だれが墓を守る?
お墓は誰が守るのでしょうか?
日本の古い風習に、親の財産は長男が一人で相続するというものがあります。
このようなものがあるので、先祖代々伝わるお墓も、長男が守っていくという考えかたが、当たり前となっています。
しかし現代になって、親の財産を長男が一人で相続しないように、お墓も長男一人で守っていくという考えかたは少なくなってきています。
兄弟が均等に相続権をもつ時代では、お墓を立てる費用は兄弟で分担するというのが多くなってきています。

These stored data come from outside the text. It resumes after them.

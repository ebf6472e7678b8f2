//! Verbindungs-Lebenszyklus – Beitritt, Verdraengung, Reconnect, Trennung
//!
//! ## Verdraengung (Bump)
//! Tritt ein Client bei, dessen ID bereits auf andere Sockets der Session
//! zeigt, verlieren diese Sockets sofort Zuordnung und Roster-Eintrag und
//! den Raum; endgueltig getrennt werden sie erst nach einer Karenzzeit,
//! damit laufende Schreibvorgaenge der alten Verbindung noch landen.
//! Die spaetere Trennungsmeldung eines verdraengten Sockets findet keine
//! Zuordnung mehr vor und verlaeuft im Leeren.
//!
//! ## Trenngruende
//! Das Vokabular ist das des Transports. Nur der Ping-Timeout und
//! unbekannte Gruende loesen einen Reconnect-Versuch aus; dabei bleiben
//! Roster und Socket-Zuordnung erhalten und der Raum wird nicht
//! benachrichtigt.

use seance_core::types::{ClientId, SessionId, SocketId};
use seance_core::zeit::jetzt_ms;
use seance_db::{AuditLog, VerbindungsEvent};
use seance_protocol::events::{BeitrittsAnfrage, SessionMitglied};
use seance_protocol::ServerEvent;
use std::time::Duration;

use crate::recording;
use crate::state::RelayState;

// ---------------------------------------------------------------------------
// TrennGrund
// ---------------------------------------------------------------------------

/// Grund einer Verbindungstrennung
#[derive(Debug, Clone, PartialEq, Eq)]
pub enum TrennGrund {
    /// Server hat die Verbindung beendet (Verdraengung, Shutdown)
    ServerTrennung,
    /// Sauberer Abschied des Clients (`disconnect`-Event)
    ClientTrennung,
    /// Transport wurde geschlossen (EOF)
    TransportGeschlossen,
    /// Lese- oder Schreibfehler auf dem Transport
    TransportFehler,
    /// Keepalive abgelaufen
    PingZeitlimit,
    /// Grund ausserhalb des bekannten Vokabulars
    Unbekannt(String),
}

impl TrennGrund {
    /// Ordnet den Wire-String dem Trenngrund zu
    pub fn aus_str(roh: &str) -> Self {
        match roh {
            "server namespace disconnect" => Self::ServerTrennung,
            "client namespace disconnect" => Self::ClientTrennung,
            "transport close" => Self::TransportGeschlossen,
            "transport error" => Self::TransportFehler,
            "ping timeout" => Self::PingZeitlimit,
            andere => Self::Unbekannt(andere.to_string()),
        }
    }

    /// Wire-Name des Grundes
    pub fn als_str(&self) -> &str {
        match self {
            Self::ServerTrennung => "server namespace disconnect",
            Self::ClientTrennung => "client namespace disconnect",
            Self::TransportGeschlossen => "transport close",
            Self::TransportFehler => "transport error",
            Self::PingZeitlimit => "ping timeout",
            Self::Unbekannt(roh) => roh,
        }
    }

    /// Ob nach diesem Grund ein Reconnect versucht wird
    ///
    /// Nur der Ping-Timeout des bekannten Vokabulars ist reconnect-faehig;
    /// unbekannte Gruende gelten ebenfalls als reconnect-faehig.
    pub fn ist_reconnect_faehig(&self) -> bool {
        matches!(self, Self::PingZeitlimit | Self::Unbekannt(_))
    }
}

// ---------------------------------------------------------------------------
// Beitritt
// ---------------------------------------------------------------------------

/// Verarbeitet eine Beitrittsanfrage
///
/// Fehlende Pflichtfelder beantwortet der Socket mit `connectionError`,
/// ohne dass Session-Zustand entsteht.
pub async fn beitreten<A: AuditLog>(
    state: &RelayState<A>,
    socket: SocketId,
    anfrage: BeitrittsAnfrage,
) {
    let (session_id, client_id) = match (anfrage.session_id, anfrage.client_id) {
        (Some(session_id), Some(client_id)) => (session_id, client_id),
        _ => {
            tracing::warn!(socket_id = %socket, "Beitritt ohne sessionId oder clientId");
            state.broadcaster.an_socket_senden(
                &socket,
                ServerEvent::fehler("sessionId oder clientId fehlt"),
            );
            return;
        }
    };

    beitreten_intern(state, socket, session_id, client_id, VerbindungsEvent::Verbunden).await;
}

/// Fuehrt den Beitritt eines validierten (Session, Client, Socket)-Tripels aus
///
/// Legt die Session bei Bedarf an, verdraengt alle anderen Sockets des
/// Clients, pflegt Roster und Zuordnung und meldet `joined` an den Raum.
/// Gibt `false` zurueck wenn der Raum-Beitritt scheitert; dann bleibt die
/// Session unangetastet.
pub(crate) async fn beitreten_intern<A: AuditLog>(
    state: &RelayState<A>,
    socket: SocketId,
    session_id: SessionId,
    client_id: ClientId,
    audit_event: VerbindungsEvent,
) -> bool {
    state.registry.anlegen_wenn_fehlt(session_id);

    // Erst der Raum: scheitert der Transport-Beitritt, wird kein
    // Session-Zustand angelegt.
    if let Err(e) = state.broadcaster.raum_beitreten(socket, session_id) {
        tracing::error!(
            session_id = %session_id,
            client_id = %client_id,
            fehler = %e,
            "Raum-Beitritt fehlgeschlagen"
        );
        // Eine soeben leer angelegte Session darf nicht zurueckbleiben
        state.registry.entfernen_wenn_leer(&session_id);
        return false;
    }

    // Verdraengung und Roster-Pflege in einem kurzen Kritikalabschnitt
    let verdraengte = match state.registry.mit_session_mut(&session_id, |session| {
        let verdraengte: Vec<SocketId> = session
            .sockets_von_client(client_id)
            .into_iter()
            .filter(|alt| *alt != socket)
            .collect();
        for alt in &verdraengte {
            session.sockets.remove(alt);
            session.roster_eintrag_entfernen(client_id);
        }
        session.roster.push(client_id);
        session.roster_deduplizieren();
        session.sockets.insert(socket, client_id);
        verdraengte
    }) {
        Some(verdraengte) => verdraengte,
        None => {
            state.broadcaster.raum_verlassen(&socket);
            tracing::warn!(session_id = %session_id, "Session waehrend des Beitritts entfernt");
            return false;
        }
    };

    for alt in verdraengte {
        state.broadcaster.raum_verlassen(&alt);
        tracing::info!(
            session_id = %session_id,
            client_id = %client_id,
            socket_id = %alt,
            "Alte Verbindung wird verdraengt"
        );

        let broadcaster = state.broadcaster.clone();
        let karenz = Duration::from_millis(state.config.bump_karenz_ms);
        tokio::spawn(async move {
            tokio::time::sleep(karenz).await;
            broadcaster.client_entfernen(&alt);
            tracing::debug!(socket_id = %alt, "Verdraengte Verbindung nach Karenz getrennt");
        });
    }

    state.broadcaster.an_raum_senden(
        &session_id,
        ServerEvent::Joined(SessionMitglied {
            session_id,
            client_id,
        }),
    );

    if let Err(e) = state
        .audit
        .verbindung_protokollieren(jetzt_ms(), session_id, client_id, audit_event)
        .await
    {
        tracing::error!(
            session_id = %session_id,
            client_id = %client_id,
            fehler = %e,
            "Audit-Eintrag fuer Verbindung fehlgeschlagen"
        );
    }

    tracing::info!(
        session_id = %session_id,
        client_id = %client_id,
        socket_id = %socket,
        "Client beigetreten"
    );
    true
}

// ---------------------------------------------------------------------------
// Trennung
// ---------------------------------------------------------------------------

/// Verarbeitet die Trennung eines Sockets
///
/// Reconnect-faehige Gruende versuchen den Wiederbeitritt desselben
/// Tripels; erst wenn der scheitert, wird die Zuordnung abgebaut. Bei
/// allen anderen Gruenden wird der Raum benachrichtigt und die
/// Mitgliedschaft entfernt.
pub async fn trennen<A: AuditLog>(state: &RelayState<A>, socket: SocketId, grund: TrennGrund) {
    let (session_id, client_id) = match state.registry.session_fuer_socket(&socket) {
        Some(zuordnung) => zuordnung,
        None => {
            // Normales Ende einer verdraengten oder nie beigetretenen Verbindung
            tracing::debug!(
                socket_id = %socket,
                grund = grund.als_str(),
                "Trennung ohne Session-Zuordnung"
            );
            return;
        }
    };

    if grund.ist_reconnect_faehig() {
        if let TrennGrund::Unbekannt(roh) = &grund {
            tracing::warn!(socket_id = %socket, grund = %roh, "Unbekannter Trenngrund");
        }
        tracing::info!(
            session_id = %session_id,
            client_id = %client_id,
            grund = grund.als_str(),
            "Reconnect-Versuch"
        );

        if beitreten_intern(
            state,
            socket,
            session_id,
            client_id,
            VerbindungsEvent::Wiederverbunden,
        )
        .await
        {
            tracing::info!(session_id = %session_id, client_id = %client_id, "Client wiederverbunden");
            return;
        }

        // Fehlgeschlagener Reconnect: Zuordnung abbauen, Raum nicht benachrichtigen
        socket_abmelden(state, socket, session_id, client_id, false).await;
        return;
    }

    socket_abmelden(state, socket, session_id, client_id, true).await;
}

/// Baut die Mitgliedschaft eines Sockets ab
async fn socket_abmelden<A: AuditLog>(
    state: &RelayState<A>,
    socket: SocketId,
    session_id: SessionId,
    client_id: ClientId,
    benachrichtigen: bool,
) {
    if benachrichtigen {
        state.broadcaster.an_raum_ausser_senden(
            &session_id,
            &socket,
            ServerEvent::Disconnected(SessionMitglied {
                session_id,
                client_id,
            }),
        );
    }

    state.registry.mit_session_mut(&session_id, |session| {
        session.sockets.remove(&socket);
        session.roster_eintrag_entfernen(client_id);
    });
    state.broadcaster.raum_verlassen(&socket);

    if let Err(e) = state
        .audit
        .verbindung_protokollieren(jetzt_ms(), session_id, client_id, VerbindungsEvent::Getrennt)
        .await
    {
        tracing::error!(
            session_id = %session_id,
            client_id = %client_id,
            fehler = %e,
            "Audit-Eintrag fuer Trennung fehlgeschlagen"
        );
    }

    tracing::info!(session_id = %session_id, client_id = %client_id, "Client getrennt");

    session_aufraeumen(state, session_id).await;
}

/// Entfernt eine leer gewordene Session und schliesst ihre Aufzeichnung ab
async fn session_aufraeumen<A: AuditLog>(state: &RelayState<A>, session_id: SessionId) {
    let Some(mut session) = state.registry.entfernen_wenn_leer(&session_id) else {
        return;
    };
    tracing::info!(session_id = %session_id, "Leere Session entfernt");

    if let Some(abschluss) = session.aufzeichnung.beenden() {
        recording::abschluss_persistieren(state, session_id, abschluss).await;
    }
}

// ---------------------------------------------------------------------------
// Tests
// ---------------------------------------------------------------------------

とは言っても、やはり長男がお墓を守っていくという考え方が、もっとも多いでしょう。
しかし、その家に子供が生まれなかったり、男子が生まれなかったときとか、家庭内のつながりが薄くなってきていると、お墓を守っていくという意識はだんだんと少なくなってきているようです。
また、一人っ子同士の結婚になると、一所帯でお墓を2つ持つことになり、それにつれて負担も増え、結局十分にお墓参りができなくなるといった問題もあります。
高齢者の方にとって、お墓を誰が守っていくのかという問題は、本当に大事な問題のようです。
お墓を作ろうと思っても、後継者がいないと、お墓の管理者である寺院や霊園から許可が下りない場合があります。
そういう人のために、樹木葬というやり方もあるそうです。
これは、指定された里山の一角に、遺骨を埋め、その上に樹を植えるというやり方です。
この他にも、海への散骨やロッカー式の納骨堂など、お金がかからず、後継者がいなくてもいいやり方が検討されています。